First Failure of the 2010 Gardening Season

Last month, I wrote here about planting spinach in the snow. I have believed unswervingly in this method since I read about it in The Mother Earth News, and have spoken about it with such fervor that I have made several converts.

One such acolyte (you know who you are) informed me matter-of-factly last week that her spinach was an inch high. Now that the temperature is in the 70s, she must be eating baby-spinach salads. Moi, on the other hand, have nothing coming up in my garden. Nothing, that is, except for green grass and emerald weeds.

Being a good (recovering) Catholic, I made an examination of conscience. What had I done wrong, or not done right, to account for this failure? The answer was, I had committed sloth, one of the seven deadly sins. Specifically, I was guilty of autumn sloth.

I confess that by October, when the leaves turn and the birds leave, I get heartily sick of gardening. The intensity of it! The endless planting, weeding, harvesting, washing, blanching, freezing! Lord, I pray, deliver me from all this bounty! Kyrie eleison, hurry up and send that killing frost.

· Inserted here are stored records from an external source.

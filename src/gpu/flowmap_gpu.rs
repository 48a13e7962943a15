//! GPU side of the flowmap: the step pipeline and its ping-pong surfaces.

use std::sync::Arc;

use bytemuck::{Pod, Zeroable};

use super::readback::{FloatReadback, FlowPixels};
use super::surface::{RenderSurface, SurfacePair};
use super::{GpuContext, SurfaceSetup};
use crate::error::FlowmapError;
use crate::flowmap::{FlowmapConfig, PointerState, Precision};
use crate::shader_utils;
use crate::textures::FilterMode;

/// Uniforms for the step pass. Layout must match `FlowmapUniforms` in
/// [`STEP_WGSL`].
#[repr(C)]
#[derive(Copy, Clone, Debug, Pod, Zeroable)]
pub(crate) struct FlowmapUniforms {
    pub mouse: [f32; 2],
    pub velocity: [f32; 2],
    pub falloff: f32,
    pub alpha: f32,
    pub dissipation: f32,
    pub aspect: f32,
    pub noise_strength: f32,
    pub noise_scale: f32,
    pub _padding: [f32; 2],
}

const STEP_WGSL: &str = r#"
struct FlowmapUniforms {
    mouse: vec2<f32>,
    velocity: vec2<f32>,
    falloff: f32,
    alpha: f32,
    dissipation: f32,
    aspect: f32,
    noise_strength: f32,
    noise_scale: f32,
    _padding: vec2<f32>,
};

@group(0) @binding(0) var previous: texture_2d<f32>;
@group(0) @binding(1) var<uniform> flow: FlowmapUniforms;

@fragment
fn fs_step(in: VertexOutput) -> @location(0) vec4<f32> {
    var color = textureLoad(previous, vec2<i32>(in.clip_position.xy), 0) * flow.dissipation;

    var cursor = in.uv - flow.mouse;
    cursor.x *= flow.aspect;

    let speed = flow.velocity * 0.005 * flow.velocity;
    let dist = length(cursor) * 1.0 - min(0.1, length(speed));

    let stamp = falloff_ramp(flow.falloff, 0.1, dist) * flow.alpha;
    let p = in.uv * flow.noise_scale;

    let red_edge = fbm(vec3<f32>(p, 1.0)) * flow.noise_strength;
    if dist + red_edge * dist < 0.1 {
        color.r = mix(color.r, 1.0, stamp);
    }

    let blue_edge = fbm(vec3<f32>(p, 0.0)) * flow.noise_strength;
    if dist + blue_edge * dist < 0.125 {
        color.b = mix(color.b, 1.0, stamp);
    }

    return vec4<f32>(color.rgb, 1.0);
}
"#;

pub(crate) fn step_shader() -> String {
    shader_utils::with_utils(STEP_WGSL)
}

/// A pointer-driven flowmap living on the GPU.
///
/// Two square surfaces alternate as source and destination. Each
/// [`advance`](Self::advance) decays the previous frame and stamps a noisy
/// blot at the pointer, then swaps so [`output`](Self::output) is the
/// surface just written.
///
/// ```ignore
/// let ctx = Arc::new(pollster::block_on(GpuContext::headless())?);
/// let mut flowmap = FlowmapState::new(ctx, FlowmapConfig::default());
/// flowmap.set_input(PointerState::new(Vec2::new(0.5, 0.5), Vec2::ZERO));
/// flowmap.advance()?;
/// let pixels = flowmap.read_pixels()?;
/// ```
pub struct FlowmapState {
    ctx: Arc<GpuContext>,
    config: FlowmapConfig,
    setup: SurfaceSetup,
    surfaces: SurfacePair<RenderSurface>,
    /// Indexed by [`SurfacePair::read_index`]: [reads A, reads B]
    bind_groups: [wgpu::BindGroup; 2],
    pipeline: wgpu::RenderPipeline,
    uniform_buffer: wgpu::Buffer,
    pointer: PointerState,
    aspect: f32,
    readback: Option<FloatReadback>,
}

impl FlowmapState {
    /// Negotiate the surface format, allocate both surfaces cleared to
    /// zero and build the step pipeline.
    ///
    /// Out-of-range config values are clamped, see [`FlowmapConfig::clamped`].
    pub fn new(ctx: Arc<GpuContext>, config: FlowmapConfig) -> Self {
        let clamped = config.clamped();
        if clamped != config {
            log::warn!("flowmap config out of range, clamped to {:?}", clamped);
        }
        let config = clamped;
        let setup = ctx.negotiate(config.requested_precision());
        let device = &ctx.device;
        log::info!(
            "flowmap {}x{} using {:?} ({:?} filtering)",
            config.size,
            config.size,
            setup.format,
            setup.filter
        );

        let surfaces = SurfacePair::new(
            RenderSurface::new(device, "Flowmap Surface A", config.size, setup.format, setup.filter),
            RenderSurface::new(device, "Flowmap Surface B", config.size, setup.format, setup.filter),
        );

        let uniform_buffer = device.create_buffer(&wgpu::BufferDescriptor {
            label: Some("Flowmap Uniform Buffer"),
            size: std::mem::size_of::<FlowmapUniforms>() as wgpu::BufferAddress,
            usage: wgpu::BufferUsages::UNIFORM | wgpu::BufferUsages::COPY_DST,
            mapped_at_creation: false,
        });

        let layout = device.create_bind_group_layout(&wgpu::BindGroupLayoutDescriptor {
            label: Some("Flowmap Bind Group Layout"),
            entries: &[
                // Previous frame, read with textureLoad
                wgpu::BindGroupLayoutEntry {
                    binding: 0,
                    visibility: wgpu::ShaderStages::FRAGMENT,
                    ty: wgpu::BindingType::Texture {
                        sample_type: wgpu::TextureSampleType::Float { filterable: false },
                        view_dimension: wgpu::TextureViewDimension::D2,
                        multisampled: false,
                    },
                    count: None,
                },
                wgpu::BindGroupLayoutEntry {
                    binding: 1,
                    visibility: wgpu::ShaderStages::FRAGMENT,
                    ty: wgpu::BindingType::Buffer {
                        ty: wgpu::BufferBindingType::Uniform,
                        has_dynamic_offset: false,
                        min_binding_size: None,
                    },
                    count: None,
                },
            ],
        });

        let [a, b] = surfaces.both();
        let bind_groups = [
            create_step_bind_group(device, &layout, a, &uniform_buffer, "Flowmap Bind Group (read A)"),
            create_step_bind_group(device, &layout, b, &uniform_buffer, "Flowmap Bind Group (read B)"),
        ];

        let shader = device.create_shader_module(wgpu::ShaderModuleDescriptor {
            label: Some("Flowmap Step Shader"),
            source: wgpu::ShaderSource::Wgsl(step_shader().into()),
        });

        let pipeline_layout = device.create_pipeline_layout(&wgpu::PipelineLayoutDescriptor {
            label: Some("Flowmap Pipeline Layout"),
            bind_group_layouts: &[&layout],
            push_constant_ranges: &[],
        });

        let pipeline = device.create_render_pipeline(&wgpu::RenderPipelineDescriptor {
            label: Some("Flowmap Step Pipeline"),
            layout: Some(&pipeline_layout),
            vertex: wgpu::VertexState {
                module: &shader,
                entry_point: Some("vs_fullscreen"),
                buffers: &[],
                compilation_options: Default::default(),
            },
            fragment: Some(wgpu::FragmentState {
                module: &shader,
                entry_point: Some("fs_step"),
                targets: &[Some(wgpu::ColorTargetState {
                    format: setup.format,
                    blend: None,
                    write_mask: wgpu::ColorWrites::ALL,
                })],
                compilation_options: Default::default(),
            }),
            primitive: wgpu::PrimitiveState::default(),
            depth_stencil: None,
            multisample: wgpu::MultisampleState::default(),
            multiview: None,
            cache: None,
        });

        let mut state = Self {
            ctx,
            config,
            setup,
            surfaces,
            bind_groups,
            pipeline,
            uniform_buffer,
            pointer: PointerState::inactive(),
            aspect: 1.0,
            readback: None,
        };
        state.seed([0.0; 4]);
        state
    }

    /// Record the latest pointer sample. Takes effect on the next advance.
    pub fn set_input(&mut self, pointer: PointerState) {
        self.pointer = pointer;
    }

    /// Viewport aspect (width / height) for stamp correction.
    pub fn set_aspect(&mut self, aspect: f32) {
        if aspect.is_finite() && aspect > 0.0 {
            self.aspect = aspect;
        }
    }

    fn uniforms(&self) -> FlowmapUniforms {
        FlowmapUniforms {
            mouse: self.pointer.position.to_array(),
            velocity: self.pointer.velocity.to_array(),
            falloff: self.config.shader_falloff(),
            alpha: self.config.alpha,
            dissipation: self.config.dissipation,
            aspect: if self.config.aspect_correction {
                self.aspect
            } else {
                1.0
            },
            noise_strength: self.config.noise_strength,
            noise_scale: self.config.noise_scale,
            _padding: [0.0; 2],
        }
    }

    /// Run one step on its own command buffer.
    pub fn advance(&mut self) -> Result<(), FlowmapError> {
        let mut encoder = self
            .ctx
            .device
            .create_command_encoder(&wgpu::CommandEncoderDescriptor {
                label: Some("Flowmap Encoder"),
            });
        self.encode_advance(&mut encoder)?;
        self.ctx.queue.submit(std::iter::once(encoder.finish()));
        Ok(())
    }

    /// Record one step into `encoder` and swap.
    ///
    /// The uniforms are written through the queue, so at most one step
    /// should be encoded per submit.
    pub fn encode_advance(&mut self, encoder: &mut wgpu::CommandEncoder) -> Result<(), FlowmapError> {
        if self.ctx.is_lost() {
            return Err(FlowmapError::ContextLost);
        }

        let uniforms = self.uniforms();
        self.ctx
            .queue
            .write_buffer(&self.uniform_buffer, 0, bytemuck::bytes_of(&uniforms));
        log::trace!(
            "flowmap step: mouse {:?} velocity {:?} aspect {}",
            uniforms.mouse,
            uniforms.velocity,
            uniforms.aspect
        );

        {
            let mut pass = encoder.begin_render_pass(&wgpu::RenderPassDescriptor {
                label: Some("Flowmap Step Pass"),
                color_attachments: &[Some(wgpu::RenderPassColorAttachment {
                    view: self.surfaces.write().view(),
                    resolve_target: None,
                    ops: wgpu::Operations {
                        load: wgpu::LoadOp::Clear(wgpu::Color::TRANSPARENT),
                        store: wgpu::StoreOp::Store,
                    },
                })],
                depth_stencil_attachment: None,
                timestamp_writes: None,
                occlusion_query_set: None,
            });
            pass.set_pipeline(&self.pipeline);
            pass.set_bind_group(0, &self.bind_groups[self.surfaces.read_index()], &[]);
            pass.draw(0..3, 0..1);
        }

        self.surfaces.swap();
        Ok(())
    }

    /// The most recently written surface.
    pub fn output(&self) -> &RenderSurface {
        self.surfaces.read()
    }

    /// The surface the next step will write.
    pub fn pending_target(&self) -> &RenderSurface {
        self.surfaces.write()
    }

    /// Clear both surfaces to `rgba`. 8-bit surfaces clamp to 0..1.
    pub fn seed(&mut self, rgba: [f32; 4]) {
        let color = wgpu::Color {
            r: rgba[0] as f64,
            g: rgba[1] as f64,
            b: rgba[2] as f64,
            a: rgba[3] as f64,
        };
        let mut encoder = self
            .ctx
            .device
            .create_command_encoder(&wgpu::CommandEncoderDescriptor {
                label: Some("Flowmap Seed Encoder"),
            });
        for surface in self.surfaces.both() {
            encoder.begin_render_pass(&wgpu::RenderPassDescriptor {
                label: Some("Flowmap Seed Pass"),
                color_attachments: &[Some(wgpu::RenderPassColorAttachment {
                    view: surface.view(),
                    resolve_target: None,
                    ops: wgpu::Operations {
                        load: wgpu::LoadOp::Clear(color),
                        store: wgpu::StoreOp::Store,
                    },
                })],
                depth_stencil_attachment: None,
                timestamp_writes: None,
                occlusion_query_set: None,
            });
        }
        self.ctx.queue.submit(std::iter::once(encoder.finish()));
    }

    /// Copy [`Self::output`] to the CPU as 32-bit floats.
    pub fn read_pixels(&mut self) -> Result<FlowPixels, FlowmapError> {
        if self.ctx.is_lost() {
            return Err(FlowmapError::ContextLost);
        }
        let readback = self
            .readback
            .get_or_insert_with(|| FloatReadback::new(&self.ctx.device, self.config.size));
        Ok(readback.read(&self.ctx, self.surfaces.read().view())?)
    }

    pub fn format(&self) -> wgpu::TextureFormat {
        self.setup.format
    }

    pub fn precision(&self) -> Precision {
        self.setup.precision
    }

    pub fn filter(&self) -> FilterMode {
        self.setup.filter
    }

    pub fn config(&self) -> &FlowmapConfig {
        &self.config
    }

    pub fn pointer(&self) -> PointerState {
        self.pointer
    }

    pub fn context(&self) -> &Arc<GpuContext> {
        &self.ctx
    }

    /// Destroy both surfaces now.
    pub fn dispose(self) {
        let (a, b) = self.surfaces.into_inner();
        a.destroy();
        b.destroy();
        log::debug!("flowmap surfaces released");
    }
}

fn create_step_bind_group(
    device: &wgpu::Device,
    layout: &wgpu::BindGroupLayout,
    source: &RenderSurface,
    uniform_buffer: &wgpu::Buffer,
    label: &str,
) -> wgpu::BindGroup {
    device.create_bind_group(&wgpu::BindGroupDescriptor {
        label: Some(label),
        layout,
        entries: &[
            wgpu::BindGroupEntry {
                binding: 0,
                resource: wgpu::BindingResource::TextureView(source.view()),
            },
            wgpu::BindGroupEntry {
                binding: 1,
                resource: uniform_buffer.as_entire_binding(),
            },
        ],
    })
}

#[cfg(test)]
mod tests {
    use super::*;
    use crate::shader_utils::tests::validate_wgsl;

    #[test]
    fn test_step_shader_is_valid() {
        validate_wgsl(&step_shader()).expect("Flowmap step shader should be valid");
    }

    #[test]
    fn test_uniform_layout() {
        // Two vec2s, six scalars, vec2 padding: 16-byte multiple
        assert_eq!(std::mem::size_of::<FlowmapUniforms>(), 48);
        assert_eq!(std::mem::size_of::<FlowmapUniforms>() % 16, 0);
    }

    #[test]
    fn test_every_uniform_field_is_read() {
        let shader = step_shader();
        for field in [
            "mouse",
            "velocity",
            "falloff",
            "alpha",
            "dissipation",
            "aspect",
            "noise_strength",
            "noise_scale",
        ] {
            assert!(shader.contains(&format!("flow.{field}")), "flow.{field} unused");
        }
        assert!(!shader.contains("flow.size"));
    }

    #[test]
    fn test_step_keeps_distance_expression() {
        let shader = step_shader();
        assert!(shader.contains("length(cursor) * 1.0 - min(0.1, length(speed))"));
        assert!(shader.contains("< 0.1"));
        assert!(shader.contains("< 0.125"));
        assert!(shader.contains("vec3<f32>(p, 1.0)"));
        assert!(shader.contains("vec3<f32>(p, 0.0)"));
    }
}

To get the animals ready for winter, I clean out the shed and pile the manure-enriched bedding on the garden. This is hard work, but I do it gladly because it marks the end of the gardening season. When I'm done, I put away the pitchfork and the cart and go inside and light a fire. The last thing I want to do is go back to the dead garden and work the compost into the ground. Instead, I leave it on top of each bed, like a kind of duvet, waiting for the first snow.

When I went out with my seed packets last month, the snow had melted overnight, but the ground was far too hard to work. As long as I was out there, though, I figured I might as well drop the seeds into the compost, and hope for the best.

Well, the best hasn't happened. Those little seeds never did find a molecule of dirt to glom on to, or they would have come up by now. Despite torrential rains, the hay-and-manure duvet was far too thick for them to navigate, and I am sure they are stuck somewhere near the middle of it, not germinating.

As a result of my autumn sloth, I have no spinach, alas, and no arugula. Moreover, last summer having been a bad veggie summer, I now have three packages of frozen veggies in the freezer: one of pureed pumpkin, one of broccoli, one of peas. I cannot believe that I am going to be forced to buy greens at the grocery store.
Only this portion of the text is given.